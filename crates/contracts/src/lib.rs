//! Cross-boundary contracts for the crafter service kernel: identifiers,
//! configuration, payment policy, status DTOs, and work events.

use std::collections::BTreeMap;
use std::fmt;

use serde::{Deserialize, Serialize};

pub mod serde_u64_string;

/// Identity of a physical item in the host world. Externally owned.
pub type ItemId = u64;

/// Identity of a creature in the host world: crafters, customers, owners.
pub type CreatureId = u64;

/// Identity of a heat source (forge) in the host world.
pub type ForgeId = u64;

/// Customer identity denoting "no payment claimant" (donations).
pub const NO_CUSTOMER: CreatureId = 0;

/// One copper coin expressed in irons, the smallest currency unit.
pub const COIN_COPPER: i64 = 100;

/// Hard ceiling on any skill target. Values at 100 would be rejected by
/// the host skill system, so the cap sits just below it.
pub const SKILL_CAP_LIMIT: f32 = 99.99999;

// ---------------------------------------------------------------------------
// Skills
// ---------------------------------------------------------------------------

/// Craft skills a crafter can be hired for. Each maps to a configurable
/// price multiplier; unconfigured skills multiply by 1.0.
#[derive(Debug, Clone, Copy, Serialize, Deserialize, PartialEq, Eq, PartialOrd, Ord, Hash)]
#[serde(rename_all = "snake_case")]
pub enum SkillType {
    Blacksmithing,
    Weaponsmithing,
    Jewelrysmithing,
    Chainsmithing,
    Platesmithing,
    Carpentry,
    FineCarpentry,
    Fletching,
    Bowyery,
    Leatherworking,
    Clothtailoring,
    Stonecutting,
    DragonArmour,
}

impl fmt::Display for SkillType {
    fn fmt(&self, f: &mut fmt::Formatter<'_>) -> fmt::Result {
        let label = match self {
            Self::Blacksmithing => "blacksmithing",
            Self::Weaponsmithing => "weaponsmithing",
            Self::Jewelrysmithing => "jewelrysmithing",
            Self::Chainsmithing => "chainsmithing",
            Self::Platesmithing => "platesmithing",
            Self::Carpentry => "carpentry",
            Self::FineCarpentry => "fine_carpentry",
            Self::Fletching => "fletching",
            Self::Bowyery => "bowyery",
            Self::Leatherworking => "leatherworking",
            Self::Clothtailoring => "clothtailoring",
            Self::Stonecutting => "stonecutting",
            Self::DragonArmour => "dragon_armour",
        };
        write!(f, "{label}")
    }
}

impl SkillType {
    /// All skills, in configuration-file order.
    pub const ALL: [SkillType; 13] = [
        Self::Blacksmithing,
        Self::Weaponsmithing,
        Self::Jewelrysmithing,
        Self::Chainsmithing,
        Self::Platesmithing,
        Self::Carpentry,
        Self::FineCarpentry,
        Self::Fletching,
        Self::Bowyery,
        Self::Leatherworking,
        Self::Clothtailoring,
        Self::Stonecutting,
        Self::DragonArmour,
    ];

    pub fn parse(raw: &str) -> Option<SkillType> {
        Self::ALL
            .iter()
            .copied()
            .find(|skill| skill.to_string() == raw)
    }
}

// ---------------------------------------------------------------------------
// Payment policy
// ---------------------------------------------------------------------------

/// Where settled payments go.
#[derive(Debug, Clone, Copy, Serialize, Deserialize, PartialEq, Eq)]
#[serde(rename_all = "snake_case")]
pub enum PaymentPolicy {
    /// The full price is credited to the crafter's owner.
    ForOwner,
    /// An upkeep percentage is withheld (consumed) before crediting the owner.
    TaxAndUpkeep,
    /// The full price goes to the tax authority; the owner receives nothing.
    AllTax,
}

impl fmt::Display for PaymentPolicy {
    fn fmt(&self, f: &mut fmt::Formatter<'_>) -> fmt::Result {
        match self {
            Self::ForOwner => write!(f, "for_owner"),
            Self::TaxAndUpkeep => write!(f, "tax_and_upkeep"),
            Self::AllTax => write!(f, "all_tax"),
        }
    }
}

// ---------------------------------------------------------------------------
// Configuration
// ---------------------------------------------------------------------------

/// Immutable service configuration, constructed once at startup and passed
/// by reference into every component that needs it. No ambient globals.
#[derive(Debug, Clone, Serialize, Deserialize, PartialEq)]
pub struct CrafterConfig {
    pub payment: PaymentPolicy,
    /// Percentage of each settled price withheld under `tax_and_upkeep`.
    pub upkeep_percentage: f32,
    /// Base rate every quote is scaled from, in irons per uplift unit.
    pub base_price: f32,
    /// Surcharge in irons for orders delivered by mail.
    pub mail_price: i64,
    /// Skill level newly hired crafters start at.
    pub starting_skill: f32,
    /// Highest quality any order may target. Min-clamped against
    /// [`SKILL_CAP_LIMIT`] during normalization.
    pub skill_cap: f32,
    #[serde(default)]
    pub skill_prices: BTreeMap<SkillType, f32>,
    /// Actors with power at or above this threshold may open an assigned
    /// forge (with a warning); everyone else is blocked.
    pub forge_override_power: u8,
}

impl Default for CrafterConfig {
    fn default() -> Self {
        let mut skill_prices = BTreeMap::new();
        skill_prices.insert(SkillType::DragonArmour, 10.0);
        Self {
            payment: PaymentPolicy::ForOwner,
            upkeep_percentage: 25.0,
            base_price: 1.0,
            mail_price: COIN_COPPER,
            starting_skill: 20.0,
            skill_cap: SKILL_CAP_LIMIT,
            skill_prices,
            forge_override_power: 2,
        }
    }
}

impl CrafterConfig {
    /// Clamp loaded values into their valid ranges. Returns one warning
    /// string per adjusted field; callers record them as events.
    pub fn normalize(&mut self) -> Vec<String> {
        let defaults = CrafterConfig::default();
        let mut warnings = Vec::new();

        if self.skill_cap > SKILL_CAP_LIMIT || !self.skill_cap.is_finite() {
            warnings.push(format!(
                "skill_cap {} above limit, capping at {SKILL_CAP_LIMIT}",
                self.skill_cap
            ));
            self.skill_cap = SKILL_CAP_LIMIT;
        }
        if self.skill_cap <= 0.0 {
            warnings.push(format!("skill_cap must be positive, using {SKILL_CAP_LIMIT}"));
            self.skill_cap = SKILL_CAP_LIMIT;
        }
        if self.starting_skill > self.skill_cap {
            warnings.push(format!(
                "starting_skill {} above skill_cap, capping at {}",
                self.starting_skill, self.skill_cap
            ));
            self.starting_skill = self.skill_cap;
        }
        if self.upkeep_percentage <= 0.0 || !self.upkeep_percentage.is_finite() {
            warnings.push(format!(
                "upkeep_percentage must be positive, using {}",
                defaults.upkeep_percentage
            ));
            self.upkeep_percentage = defaults.upkeep_percentage;
        }
        if self.base_price <= 0.0 || !self.base_price.is_finite() {
            warnings.push(format!(
                "base_price must be positive, using {}",
                defaults.base_price
            ));
            self.base_price = defaults.base_price;
        }
        if self.mail_price < 0 {
            warnings.push(format!(
                "mail_price must not be negative, using {}",
                defaults.mail_price
            ));
            self.mail_price = defaults.mail_price;
        }

        warnings
    }

    /// Price multiplier for a skill; 1.0 when unconfigured.
    pub fn price_multiplier(&self, skill: SkillType) -> f32 {
        self.skill_prices.get(&skill).copied().unwrap_or(1.0)
    }

    /// Upkeep share as a fraction in `[0, 1]`.
    pub fn upkeep_fraction(&self) -> f64 {
        f64::from(self.upkeep_percentage) / 100.0
    }
}

// ---------------------------------------------------------------------------
// Status DTOs
// ---------------------------------------------------------------------------

/// One row of the read-only queue listing exposed to status collaborators.
#[derive(Debug, Clone, Serialize, Deserialize, PartialEq)]
pub struct JobStatusEntry {
    #[serde(with = "serde_u64_string")]
    pub item: ItemId,
    pub donation: bool,
    pub done: bool,
    /// Set once the job has been priced at completion.
    pub price_charged: Option<i64>,
}

// ---------------------------------------------------------------------------
// Work events
// ---------------------------------------------------------------------------

/// Everything the kernel logs. Appended to the world event log and
/// persisted by the run store; there is no other logging channel.
#[derive(Debug, Clone, Copy, Serialize, Deserialize, PartialEq, Eq)]
#[serde(rename_all = "snake_case")]
pub enum WorkEventKind {
    ConfigAdjusted,
    OrderSubmitted,
    DonationRecorded,
    WorkStarted,
    ForgeDeferred,
    ForgeMissing,
    ItemLost,
    JobCompleted,
    JobMailed,
    JobCollected,
    JobRemoved,
    TradeOpened,
    TradeAccepted,
    TradeRejected,
    TradeAborted,
    PayoutApplied,
    UpkeepWithheld,
    OrderCancelled,
    StakeReturned,
    OwnerChanged,
    RecordSkipped,
    TickFailure,
}

#[derive(Debug, Clone, Serialize, Deserialize, PartialEq)]
pub struct WorkEvent {
    pub tick: u64,
    #[serde(with = "serde_u64_string")]
    pub crafter: CreatureId,
    pub kind: WorkEventKind,
    pub detail: Option<String>,
}

impl WorkEvent {
    pub fn new(tick: u64, crafter: CreatureId, kind: WorkEventKind) -> Self {
        Self {
            tick,
            crafter,
            kind,
            detail: None,
        }
    }

    pub fn with_detail(
        tick: u64,
        crafter: CreatureId,
        kind: WorkEventKind,
        detail: impl Into<String>,
    ) -> Self {
        Self {
            tick,
            crafter,
            kind,
            detail: Some(detail.into()),
        }
    }
}

#[cfg(test)]
mod tests {
    use super::*;

    #[test]
    fn payment_policy_round_trips_snake_case() {
        let json = serde_json::to_string(&PaymentPolicy::TaxAndUpkeep).expect("serialize");
        assert_eq!(json, "\"tax_and_upkeep\"");
        let parsed: PaymentPolicy = serde_json::from_str("\"all_tax\"").expect("deserialize");
        assert_eq!(parsed, PaymentPolicy::AllTax);
    }

    #[test]
    fn skill_type_parses_its_own_display() {
        for skill in SkillType::ALL {
            assert_eq!(SkillType::parse(&skill.to_string()), Some(skill));
        }
        assert_eq!(SkillType::parse("necromancy"), None);
    }

    #[test]
    fn default_config_passes_normalization_untouched() {
        let mut config = CrafterConfig::default();
        assert!(config.normalize().is_empty());
        assert_eq!(config, CrafterConfig::default());
    }

    #[test]
    fn normalize_caps_skill_values() {
        let mut config = CrafterConfig {
            skill_cap: 120.0,
            starting_skill: 110.0,
            ..CrafterConfig::default()
        };
        let warnings = config.normalize();
        assert_eq!(warnings.len(), 2);
        assert_eq!(config.skill_cap, SKILL_CAP_LIMIT);
        assert_eq!(config.starting_skill, SKILL_CAP_LIMIT);
    }

    #[test]
    fn normalize_restores_defaults_for_non_positive_rates() {
        let mut config = CrafterConfig {
            upkeep_percentage: -5.0,
            base_price: 0.0,
            ..CrafterConfig::default()
        };
        let warnings = config.normalize();
        assert_eq!(warnings.len(), 2);
        assert_eq!(config.upkeep_percentage, 25.0);
        assert_eq!(config.base_price, 1.0);
    }

    #[test]
    fn unconfigured_skill_multiplier_is_one() {
        let config = CrafterConfig::default();
        assert_eq!(config.price_multiplier(SkillType::Carpentry), 1.0);
        assert_eq!(config.price_multiplier(SkillType::DragonArmour), 10.0);
    }
}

◇ ◇ ◇ ◇ ◇

Locate the lines above that hold the word "copied". Show every one of them.

Problem solution:
            .copied()
        self.skill_prices.get(&skill).copied().unwrap_or(1.0)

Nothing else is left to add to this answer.